- _Problem_: Copy all the records exactly; the complete set is the expected result.

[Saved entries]

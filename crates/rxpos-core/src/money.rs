//! # Money Module
//!
//! Provides the `Money` type for handling monetary values safely.
//!
//! ## Why Integer Money?
//! ```text
//! ┌─────────────────────────────────────────────────────────────────────────┐
//! │  THE FLOATING POINT PROBLEM                                             │
//! │                                                                         │
//! │  In floating point:                                                     │
//! │    0.1 + 0.2 = 0.30000000000000004  ❌ WRONG!                           │
//! │                                                                         │
//! │  In a pharmacy price book:                                              │
//! │    strip price = box price / 10 = 2.499 → who gets the missing 0.1¢?   │
//! │                                                                         │
//! │  OUR SOLUTION: Integer Cents                                            │
//! │    2499 cents / 10 = 249 cents, remainder 9                            │
//! │    The remainder is visible and handled explicitly                     │
//! └─────────────────────────────────────────────────────────────────────────┘
//! ```
//!
//! ## Usage
//! ```rust
//! use rxpos_core::money::Money;
//!
//! // Create from cents (preferred)
//! let price = Money::from_cents(2499); // 24.99
//!
//! // Arithmetic operations
//! let line = price.multiply_quantity(3);        // 74.97
//! let total = line + Money::from_cents(500);    // 79.97
//! ```

use serde::{Deserialize, Serialize};
use std::fmt;
use std::ops::{Add, AddAssign, Sub, SubAssign};

// =============================================================================
// Money Type
// =============================================================================

/// Represents a monetary value in the smallest currency unit (cents).
///
/// ## Design Decisions
/// - **i64 (signed)**: Allows negative values for refunds and corrections
/// - **Single field tuple struct**: Zero-cost abstraction over i64
/// - **Currency-agnostic**: The currency code lives on [`crate::ShopPricing`];
///   this type never mixes currencies itself
#[derive(Debug, Clone, Copy, PartialEq, Eq, PartialOrd, Ord, Hash, Serialize, Deserialize)]
pub struct Money(i64);

impl Money {
    /// Creates a Money value from cents (the smallest currency unit).
    ///
    /// ## Why Cents?
    /// Using the smallest unit eliminates all floating-point concerns.
    /// Storage, calculations, and interfaces all use cents; only the UI
    /// converts to major units for display.
    #[inline]
    pub const fn from_cents(cents: i64) -> Self {
        Money(cents)
    }

    /// Creates a Money value from major and minor units (e.g., 24 and 99).
    ///
    /// For negative amounts, only the major unit should be negative:
    /// `from_major_minor(-5, 50)` = -5.50, not -4.50.
    #[inline]
    pub const fn from_major_minor(major: i64, minor: i64) -> Self {
        if major < 0 {
            Money(major * 100 - minor)
        } else {
            Money(major * 100 + minor)
        }
    }

    /// Returns the value in cents.
    #[inline]
    pub const fn cents(&self) -> i64 {
        self.0
    }

    /// Returns the major unit portion.
    #[inline]
    pub const fn major(&self) -> i64 {
        self.0 / 100
    }

    /// Returns the minor unit portion (always 0-99).
    #[inline]
    pub const fn minor(&self) -> i64 {
        (self.0 % 100).abs()
    }

    /// Returns zero money value.
    #[inline]
    pub const fn zero() -> Self {
        Money(0)
    }

    /// Checks if the value is zero.
    #[inline]
    pub const fn is_zero(&self) -> bool {
        self.0 == 0
    }

    /// Checks if the value is positive (greater than zero).
    #[inline]
    pub const fn is_positive(&self) -> bool {
        self.0 > 0
    }

    /// Checks if the value is negative (less than zero).
    #[inline]
    pub const fn is_negative(&self) -> bool {
        self.0 < 0
    }

    /// Multiplies money by a quantity.
    ///
    /// ## Example
    /// ```rust
    /// use rxpos_core::money::Money;
    ///
    /// let strip_price = Money::from_cents(299);
    /// assert_eq!(strip_price.multiply_quantity(3).cents(), 897);
    /// ```
    #[inline]
    pub const fn multiply_quantity(&self, qty: i64) -> Self {
        Money(self.0 * qty)
    }

    /// Applies a rate in basis points and returns the resulting portion.
    ///
    /// 1 basis point = 0.01%, so 825 bps = 8.25%. Uses integer math with
    /// half-up rounding: `(cents × bps + 5000) / 10000`. i128 intermediate
    /// prevents overflow on large amounts.
    ///
    /// ## Example
    /// ```rust
    /// use rxpos_core::money::Money;
    ///
    /// let price = Money::from_cents(1000);
    /// assert_eq!(price.portion_bps(825).cents(), 83); // 8.25% tax
    /// ```
    pub fn portion_bps(&self, bps: u32) -> Money {
        let portion = (self.0 as i128 * bps as i128 + 5000) / 10000;
        Money::from_cents(portion as i64)
    }

    /// Applies a percentage discount and returns the discounted amount.
    ///
    /// ## Arguments
    /// * `discount_bps` - Discount in basis points (1000 = 10%)
    ///
    /// ## Example
    /// ```rust
    /// use rxpos_core::money::Money;
    ///
    /// let subtotal = Money::from_cents(10000);
    /// assert_eq!(subtotal.apply_discount_bps(1000).cents(), 9000); // 10% off
    /// ```
    pub fn apply_discount_bps(&self, discount_bps: u32) -> Money {
        *self - self.portion_bps(discount_bps)
    }
}

// =============================================================================
// Trait Implementations
// =============================================================================

/// Display implementation shows money in a human-readable format.
///
/// ## Note
/// This is for debugging and logs. Currency-aware formatting belongs to
/// the presentation layer, which knows the price book's currency code.
impl fmt::Display for Money {
    fn fmt(&self, f: &mut fmt::Formatter<'_>) -> fmt::Result {
        let sign = if self.0 < 0 { "-" } else { "" };
        write!(f, "{}{}.{:02}", sign, self.major().abs(), self.minor())
    }
}

/// Default money is zero.
impl Default for Money {
    fn default() -> Self {
        Money::zero()
    }
}

impl Add for Money {
    type Output = Self;

    #[inline]
    fn add(self, other: Self) -> Self {
        Money(self.0 + other.0)
    }
}

impl AddAssign for Money {
    #[inline]
    fn add_assign(&mut self, other: Self) {
        self.0 += other.0;
    }
}

impl Sub for Money {
    type Output = Self;

    #[inline]
    fn sub(self, other: Self) -> Self {
        Money(self.0 - other.0)
    }
}

impl SubAssign for Money {
    #[inline]
    fn sub_assign(&mut self, other: Self) {
        self.0 -= other.0;
    }
}

// =============================================================================
// Unit Tests
// =============================================================================
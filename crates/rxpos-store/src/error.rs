//! # Store Error Types
//!
//! Error types for the repository and service layer.
//!
//! ## Error Flow
//! ```text
//! ┌─────────────────────────────────────────────────────────────────────────┐
//! │                    Error Propagation                                    │
//! │                                                                         │
//! │  CoreError (rxpos-core)          backend failure                        │
//! │       │                               │                                 │
//! │       ▼                               ▼                                 │
//! │  StoreError::Core            StoreError::Repository                     │
//! │       │                               │                                 │
//! │       └───────────────┬───────────────┘                                 │
//! │                       ▼                                                 │
//! │  Caller (API layer) maps to its transport error                         │
//! └─────────────────────────────────────────────────────────────────────────┘
//! ```

use thiserror::Error;

use rxpos_core::CoreError;

/// Repository and service layer errors.
#[derive(Debug, Error)]
pub enum StoreError {
    /// A business rule rejected the operation.
    ///
    /// ## When This Occurs
    /// - Insufficient stock for a FEFO issue
    /// - Invalid packaging hierarchy on save
    /// - Illegal transfer status transition
    #[error(transparent)]
    Core(#[from] CoreError),

    /// Entity not found in the store.
    ///
    /// ## When This Occurs
    /// - Unknown drug, shop inventory, or transfer id
    /// - Barcode with no matching packaging level
    #[error("{entity} not found: {id}")]
    NotFound { entity: &'static str, id: String },

    /// The storage backend itself failed.
    ///
    /// ## When This Occurs
    /// - Poisoned or unreachable backend
    /// - Corrupt persisted record (e.g. a transfer with no recorded
    ///   expiry)
    #[error("Repository failure: {0}")]
    Repository(String),
}

/// Result alias for store operations.
pub type StoreResult<T> = Result<T, StoreError>;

- _Task answer_:
filename crates/rxpos-core/src/money.rs
//! # Money Module
//!
//! Provides the `Money` type for handling monetary values safely.
//!
//! ## Why Integer Money?
//! ```text
//! ┌─────────────────────────────────────────────────────────────────────────┐
//! │  THE FLOATING POINT PROBLEM                                             │
//! │                                                                         │
//! │  In floating point:                                                     │
//! │    0.1 + 0.2 = 0.30000000000000004  ❌ WRONG!                           │
//! │                                                                         │
//! │  In a pharmacy price book:                                              │
//! │    strip price = box price / 10 = 2.499 → who gets the missing 0.1¢?   │
//! │                                                                         │
//! │  OUR SOLUTION: Integer Cents                                            │
//! │    2499 cents / 10 = 249 cents, remainder 9                            │
//! │    The remainder is visible and handled explicitly                     │
//! └─────────────────────────────────────────────────────────────────────────┘
//! ```
//!
//! ## Usage
//! ```rust
//! use rxpos_core::money::Money;
//!
//! // Create from cents (preferred)
//! let price = Money::from_cents(2499); // 24.99
//!
//! // Arithmetic operations
//! let line = price.multiply_quantity(3);        // 74.97
//! let total = line + Money::from_cents(500);    // 79.97
//! ```

use serde::{Deserialize, Serialize};
use std::fmt;
use std::ops::{Add, AddAssign, Sub, SubAssign};

// =============================================================================
// Money Type
// =============================================================================

/// Represents a monetary value in the smallest currency unit (cents).
///
/// ## Design Decisions
/// - **i64 (signed)**: Allows negative values for refunds and corrections
/// - **Single field tuple struct**: Zero-cost abstraction over i64
/// - **Currency-agnostic**: The currency code lives on [`crate::ShopPricing`];
///   this type never mixes currencies itself
#[derive(Debug, Clone, Copy, PartialEq, Eq, PartialOrd, Ord, Hash, Serialize, Deserialize)]
pub struct Money(i64);

impl Money {
    /// Creates a Money value from cents (the smallest currency unit).
    ///
    /// ## Why Cents?
    /// Using the smallest unit eliminates all floating-point concerns.
    /// Storage, calculations, and interfaces all use cents; only the UI
    /// converts to major units for display.
    #[inline]
    pub const fn from_cents(cents: i64) -> Self {
        Money(cents)
    }

    /// Creates a Money value from major and minor units (e.g., 24 and 99).
    ///
    /// For negative amounts, only the major unit should be negative:
    /// `from_major_minor(-5, 50)` = -5.50, not -4.50.
    #[inline]
    pub const fn from_major_minor(major: i64, minor: i64) -> Self {
        if major < 0 {
            Money(major * 100 - minor)
        } else {
            Money(major * 100 + minor)
        }
    }

    /// Returns the value in cents.
    #[inline]
    pub const fn cents(&self) -> i64 {
        self.0
    }

    /// Returns the major unit portion.
    #[inline]
    pub const fn major(&self) -> i64 {
        self.0 / 100
    }

    /// Returns the minor unit portion (always 0-99).
    #[inline]
    pub const fn minor(&self) -> i64 {
        (self.0 % 100).abs()
    }

    /// Returns zero money value.
    #[inline]
    pub const fn zero() -> Self {
        Money(0)
    }

    /// Checks if the value is zero.
    #[inline]
    pub const fn is_zero(&self) -> bool {
        self.0 == 0
    }

    /// Checks if the value is positive (greater than zero).
    #[inline]
    pub const fn is_positive(&self) -> bool {
        self.0 > 0
    }

    /// Checks if the value is negative (less than zero).
    #[inline]
    pub const fn is_negative(&self) -> bool {
        self.0 < 0
    }

    /// Multiplies money by a quantity.
    ///
    /// ## Example
    /// ```rust
    /// use rxpos_core::money::Money;
    ///
    /// let strip_price = Money::from_cents(299);
    /// assert_eq!(strip_price.multiply_quantity(3).cents(), 897);
    /// ```
    #[inline]
    pub const fn multiply_quantity(&self, qty: i64) -> Self {
        Money(self.0 * qty)
    }

    /// Applies a rate in basis points and returns the resulting portion.
    ///
    /// 1 basis point = 0.01%, so 825 bps = 8.25%. Uses integer math with
    /// half-up rounding: `(cents × bps + 5000) / 10000`. i128 intermediate
    /// prevents overflow on large amounts.
    ///
    /// ## Example
    /// ```rust
    /// use rxpos_core::money::Money;
    ///
    /// let price = Money::from_cents(1000);
    /// assert_eq!(price.portion_bps(825).cents(), 83); // 8.25% tax
    /// ```
    pub fn portion_bps(&self, bps: u32) -> Money {
        let portion = (self.0 as i128 * bps as i128 + 5000) / 10000;
        Money::from_cents(portion as i64)
    }

    /// Applies a percentage discount and returns the discounted amount.
    ///
    /// ## Arguments
    /// * `discount_bps` - Discount in basis points (1000 = 10%)
    ///
    /// ## Example
    /// ```rust
    /// use rxpos_core::money::Money;
    ///
    /// let subtotal = Money::from_cents(10000);
    /// assert_eq!(subtotal.apply_discount_bps(1000).cents(), 9000); // 10% off
    /// ```
    pub fn apply_discount_bps(&self, discount_bps: u32) -> Money {
        *self - self.portion_bps(discount_bps)
    }
}

// =============================================================================
// Trait Implementations
// =============================================================================

/// Display implementation shows money in a human-readable format.
///
/// ## Note
/// This is for debugging and logs. Currency-aware formatting belongs to
/// the presentation layer, which knows the price book's currency code.
impl fmt::Display for Money {
    fn fmt(&self, f: &mut fmt::Formatter<'_>) -> fmt::Result {
        let sign = if self.0 < 0 { "-" } else { "" };
        write!(f, "{}{}.{:02}", sign, self.major().abs(), self.minor())
    }
}

/// Default money is zero.
impl Default for Money {
    fn default() -> Self {
        Money::zero()
    }
}

impl Add for Money {
    type Output = Self;

    #[inline]
    fn add(self, other: Self) -> Self {
        Money(self.0 + other.0)
    }
}

impl AddAssign for Money {
    #[inline]
    fn add_assign(&mut self, other: Self) {
        self.0 += other.0;
    }
}

impl Sub for Money {
    type Output = Self;

    #[inline]
    fn sub(self, other: Self) -> Self {
        Money(self.0 - other.0)
    }
}

impl SubAssign for Money {
    #[inline]
    fn sub_assign(&mut self, other: Self) {
        self.0 -= other.0;
    }
}

// =============================================================================
// Unit Tests
// =============================================================================
filename crates/rxpos-store/src/error.rs
//! # Store Error Types
//!
//! Error types for the repository and service layer.
//!
//! ## Error Flow
//! ```text
//! ┌─────────────────────────────────────────────────────────────────────────┐
//! │                    Error Propagation                                    │
//! │                                                                         │
//! │  CoreError (rxpos-core)          backend failure                        │
//! │       │                               │                                 │
//! │       ▼                               ▼                                 │
//! │  StoreError::Core            StoreError::Repository                     │
//! │       │                               │                                 │
//! │       └───────────────┬───────────────┘                                 │
//! │                       ▼                                                 │
//! │  Caller (API layer) maps to its transport error                         │
//! └─────────────────────────────────────────────────────────────────────────┘
//! ```

use thiserror::Error;

use rxpos_core::CoreError;

/// Repository and service layer errors.
#[derive(Debug, Error)]
pub enum StoreError {
    /// A business rule rejected the operation.
    ///
    /// ## When This Occurs
    /// - Insufficient stock for a FEFO issue
    /// - Invalid packaging hierarchy on save
    /// - Illegal transfer status transition
    #[error(transparent)]
    Core(#[from] CoreError),

    /// Entity not found in the store.
    ///
    /// ## When This Occurs
    /// - Unknown drug, shop inventory, or transfer id
    /// - Barcode with no matching packaging level
    #[error("{entity} not found: {id}")]
    NotFound { entity: &'static str, id: String },

    /// The storage backend itself failed.
    ///
    /// ## When This Occurs
    /// - Poisoned or unreachable backend
    /// - Corrupt persisted record (e.g. a transfer with no recorded
    ///   expiry)
    #[error("Repository failure: {0}")]
    Repository(String),
}

/// Result alias for store operations.
pub type StoreResult<T> = Result<T, StoreError>;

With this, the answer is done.